▶ _Aim of the exercise_
Scan the records below and copy every line that contains the string "terminator".

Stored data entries
------------------------------------------------------------------------

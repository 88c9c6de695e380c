// FakeHLML - Hardware Management Test Double
// Copyright (C) 2026 Andrii Shylenko
//
// This software is released under the MIT License.
// See the LICENSE file in the project root for full license information.

//! In-process stand-in for the HLML device management library.
//!
//! A [`FakeHlml`] instance owns a small device registry, a per-call error
//! injection table and a queue of pending critical events. Harnesses populate
//! it through the control-plane methods (`add_device`, `set_error`,
//! `add_critical_event`, `reset`) and hand it to the code under test, which
//! calls the vendor-shaped entry points exactly as it would the real library.

pub mod device;
pub mod events;
pub mod hlml;
pub mod injection;
pub mod scenario;
pub mod stubs;


use serde::Serialize;
use std::fmt;
use std::str::FromStr;

pub use device::{Device, DeviceHandle, DeviceRegistry, PciLookup};
pub use events::{EventQueue, EventRecord, EventSetHandle, EventTypes};
pub use hlml::{FakeHlml, InjectedError, PciInfo, StateSnapshot};
pub use injection::ErrorInjection;
pub use stubs::UnsupportedCall;

/// Length of the vendor's PCI address buffer, terminator included.
pub const PCI_ADDR_LEN: usize = 15;
/// Length of the vendor's serial buffer, terminator included.
pub const SERIAL_MAX: usize = 64;
pub const MAX_DEVICES: usize = 8;
pub const MAX_EVENTS: usize = 8;

/// Non-success statuses of the vendor library, numbered as in `hlml_return_t`.
#[derive(Debug, Clone, Copy, PartialEq, Eq, Hash, Serialize, thiserror::Error)]
#[serde(rename_all = "snake_case")]
pub enum HlmlError {
    #[error("HLML is not initialized")]
    Uninitialized,
    #[error("invalid argument")]
    InvalidArgument,
    #[error("operation not supported")]
    NotSupported,
    #[error("HLML is already initialized")]
    AlreadyInitialized,
    #[error("not found")]
    NotFound,
    #[error("insufficient buffer size")]
    InsufficientSize,
    #[error("driver not loaded")]
    DriverNotLoaded,
    #[error("timed out")]
    Timeout,
    #[error("AIP is lost")]
    AipIsLost,
    #[error("out of memory")]
    Memory,
    #[error("no data")]
    NoData,
    #[error("unknown error")]
    Unknown,
}

pub type HlmlResult<T> = Result<T, HlmlError>;

impl HlmlError {
    pub const ALL: [HlmlError; 12] = [
        HlmlError::Uninitialized,
        HlmlError::InvalidArgument,
        HlmlError::NotSupported,
        HlmlError::AlreadyInitialized,
        HlmlError::NotFound,
        HlmlError::InsufficientSize,
        HlmlError::DriverNotLoaded,
        HlmlError::Timeout,
        HlmlError::AipIsLost,
        HlmlError::Memory,
        HlmlError::NoData,
        HlmlError::Unknown,
    ];

    pub fn code(self) -> u32 {
        match self {
            HlmlError::Uninitialized => 1,
            HlmlError::InvalidArgument => 2,
            HlmlError::NotSupported => 3,
            HlmlError::AlreadyInitialized => 5,
            HlmlError::NotFound => 6,
            HlmlError::InsufficientSize => 7,
            HlmlError::DriverNotLoaded => 9,
            HlmlError::Timeout => 10,
            HlmlError::AipIsLost => 15,
            HlmlError::Memory => 20,
            HlmlError::NoData => 21,
            HlmlError::Unknown => 49,
        }
    }

    pub fn from_code(code: u32) -> Option<Self> {
        Self::ALL.into_iter().find(|err| err.code() == code)
    }

    fn name(self) -> &'static str {
        match self {
            HlmlError::Uninitialized => "uninitialized",
            HlmlError::InvalidArgument => "invalid_argument",
            HlmlError::NotSupported => "not_supported",
            HlmlError::AlreadyInitialized => "already_initialized",
            HlmlError::NotFound => "not_found",
            HlmlError::InsufficientSize => "insufficient_size",
            HlmlError::DriverNotLoaded => "driver_not_loaded",
            HlmlError::Timeout => "timeout",
            HlmlError::AipIsLost => "aip_is_lost",
            HlmlError::Memory => "memory",
            HlmlError::NoData => "no_data",
            HlmlError::Unknown => "unknown",
        }
    }
}

/// A status an entry point can be forced to return, `Success` included.
#[derive(Debug, Clone, Copy, PartialEq, Eq, Hash, Default, Serialize)]
#[serde(rename_all = "snake_case")]
pub enum ReturnCode {
    #[default]
    Success,
    Error(HlmlError),
}

impl ReturnCode {
    pub fn code(self) -> u32 {
        match self {
            ReturnCode::Success => 0,
            ReturnCode::Error(err) => err.code(),
        }
    }

    pub fn is_success(self) -> bool {
        matches!(self, ReturnCode::Success)
    }

    pub fn into_result(self) -> HlmlResult<()> {
        match self {
            ReturnCode::Success => Ok(()),
            ReturnCode::Error(err) => Err(err),
        }
    }
}

impl From<HlmlError> for ReturnCode {
    fn from(err: HlmlError) -> Self {
        ReturnCode::Error(err)
    }
}

impl<T> From<HlmlResult<T>> for ReturnCode {
    fn from(result: HlmlResult<T>) -> Self {
        match result {
            Ok(_) => ReturnCode::Success,
            Err(err) => ReturnCode::Error(err),
        }
    }
}

impl TryFrom<u32> for ReturnCode {
    type Error = ControlError;

    fn try_from(code: u32) -> Result<Self, ControlError> {
        if code == 0 {
            return Ok(ReturnCode::Success);
        }
        HlmlError::from_code(code)
            .map(ReturnCode::Error)
            .ok_or(ControlError::UnknownStatusCode(code))
    }
}

impl FromStr for ReturnCode {
    type Err = ControlError;

    fn from_str(value: &str) -> Result<Self, Self::Err> {
        let v = value.trim().to_ascii_lowercase();
        if v == "success" {
            return Ok(ReturnCode::Success);
        }
        if let Ok(code) = v.parse::<u32>() {
            return ReturnCode::try_from(code);
        }
        let v = match v.as_str() {
            "out_of_memory" => "memory",
            "invalid_arg" => "invalid_argument",
            other => other,
        };
        HlmlError::ALL
            .into_iter()
            .find(|err| err.name() == v)
            .map(ReturnCode::Error)
            .ok_or_else(|| ControlError::UnknownStatus(value.to_string()))
    }
}

impl fmt::Display for ReturnCode {
    fn fmt(&self, f: &mut fmt::Formatter<'_>) -> fmt::Result {
        match self {
            ReturnCode::Success => write!(f, "success (0)"),
            ReturnCode::Error(err) => write!(f, "{} ({})", err, err.code()),
        }
    }
}

/// Entry points whose status can be injected. The numbering is part of the
/// harness contract and must not be reordered.
#[derive(Debug, Clone, Copy, PartialEq, Eq, Hash, Serialize)]
#[serde(rename_all = "snake_case")]
#[repr(u32)]
pub enum Call {
    Init = 0,
    InitWithFlags,
    Shutdown,
    DeviceGetCount,
    DeviceGetHandleByPciBusId,
    DeviceGetHandleByIndex,
    DeviceGetHandleByUuid,
    DeviceGetName,
    DeviceGetPciInfo,
    DeviceGetSerial,
    DeviceRegisterEvents,
    EventSetCreate,
    EventSetFree,
    EventSetWait,
}

impl Call {
    pub const COUNT: usize = 14;

    pub const ALL: [Call; Call::COUNT] = [
        Call::Init,
        Call::InitWithFlags,
        Call::Shutdown,
        Call::DeviceGetCount,
        Call::DeviceGetHandleByPciBusId,
        Call::DeviceGetHandleByIndex,
        Call::DeviceGetHandleByUuid,
        Call::DeviceGetName,
        Call::DeviceGetPciInfo,
        Call::DeviceGetSerial,
        Call::DeviceRegisterEvents,
        Call::EventSetCreate,
        Call::EventSetFree,
        Call::EventSetWait,
    ];

    pub fn id(self) -> u32 {
        self as u32
    }

    /// Name of the vendor symbol this call mirrors.
    pub fn symbol(self) -> &'static str {
        match self {
            Call::Init => "hlml_init",
            Call::InitWithFlags => "hlml_init_with_flags",
            Call::Shutdown => "hlml_shutdown",
            Call::DeviceGetCount => "hlml_device_get_count",
            Call::DeviceGetHandleByPciBusId => "hlml_device_get_handle_by_pci_bus_id",
            Call::DeviceGetHandleByIndex => "hlml_device_get_handle_by_index",
            Call::DeviceGetHandleByUuid => "hlml_device_get_handle_by_UUID",
            Call::DeviceGetName => "hlml_device_get_name",
            Call::DeviceGetPciInfo => "hlml_device_get_pci_info",
            Call::DeviceGetSerial => "hlml_device_get_serial",
            Call::DeviceRegisterEvents => "hlml_device_register_events",
            Call::EventSetCreate => "hlml_event_set_create",
            Call::EventSetFree => "hlml_event_set_free",
            Call::EventSetWait => "hlml_event_set_wait",
        }
    }
}

impl TryFrom<u32> for Call {
    type Error = ControlError;

    fn try_from(id: u32) -> Result<Self, Self::Error> {
        Self::ALL
            .get(id as usize)
            .copied()
            .ok_or(ControlError::UnknownCallId(id))
    }
}

impl FromStr for Call {
    type Err = ControlError;

    fn from_str(value: &str) -> Result<Self, Self::Err> {
        let lowered = value.trim().to_ascii_lowercase();
        let v = lowered.strip_prefix("hlml_").unwrap_or(&lowered);
        let v = v.strip_prefix("fake_").unwrap_or(v);
        let call = match v {
            "init" => Call::Init,
            "init_with_flags" => Call::InitWithFlags,
            "shutdown" => Call::Shutdown,
            "device_get_count" => Call::DeviceGetCount,
            "device_get_handle_by_pci_bus_id" => Call::DeviceGetHandleByPciBusId,
            "device_get_handle_by_index" => Call::DeviceGetHandleByIndex,
            "device_get_handle_by_uuid" => Call::DeviceGetHandleByUuid,
            "device_get_name" => Call::DeviceGetName,
            "device_get_pci_info" => Call::DeviceGetPciInfo,
            "device_get_serial" => Call::DeviceGetSerial,
            "device_register_events" => Call::DeviceRegisterEvents,
            "event_set_create" => Call::EventSetCreate,
            "event_set_free" => Call::EventSetFree,
            "event_set_wait" => Call::EventSetWait,
            _ => return Err(ControlError::UnknownCall(value.to_string())),
        };
        Ok(call)
    }
}

impl fmt::Display for Call {
    fn fmt(&self, f: &mut fmt::Formatter<'_>) -> fmt::Result {
        f.write_str(self.symbol())
    }
}

/// Failures of the harness-facing control plane. These never reach the code
/// under test; they report a misconfigured harness.
#[derive(Debug, Clone, PartialEq, Eq, thiserror::Error)]
pub enum ControlError {
    #[error("device registry is full ({max} devices)")]
    RegistryFull { max: usize },
    #[error("invalid hexadecimal {field} '{value}'")]
    InvalidHexId { field: &'static str, value: String },
    #[error("unknown call '{0}'")]
    UnknownCall(String),
    #[error("unknown call id {0}")]
    UnknownCallId(u32),
    #[error("unknown status '{0}'")]
    UnknownStatus(String),
    #[error("unknown status code {0}")]
    UnknownStatusCode(u32),
}

/// Copy of `value` that fits a NUL-terminated buffer of `capacity` bytes.
pub(crate) fn bounded(value: &str, capacity: usize) -> String {
    let max = capacity.saturating_sub(1);
    if value.len() <= max {
        return value.to_string();
    }
    let mut end = max;
    while !value.is_char_boundary(end) {
        end -= 1;
    }
    value[..end].to_string()
}

/// Writes `value` plus a terminator into `buf`, truncating to fit.
pub(crate) fn write_c_string(buf: &mut [u8], value: &str) {
    if buf.is_empty() {
        return;
    }
    let len = value.len().min(buf.len() - 1);
    buf[..len].copy_from_slice(&value.as_bytes()[..len]);
    buf[len] = 0;
}

/// Reads a NUL-terminated string back out of a caller buffer.
pub fn c_string_from(buf: &[u8]) -> String {
    let end = buf.iter().position(|&b| b == 0).unwrap_or(buf.len());
    String::from_utf8_lossy(&buf[..end]).into_owned()
}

------------------------------------------------------------------------

▶ _Result for this exercise_
/// Length of the vendor's PCI address buffer, terminator included.
/// Length of the vendor's serial buffer, terminator included.
/// Writes `value` plus a terminator into `buf`, truncating to fit.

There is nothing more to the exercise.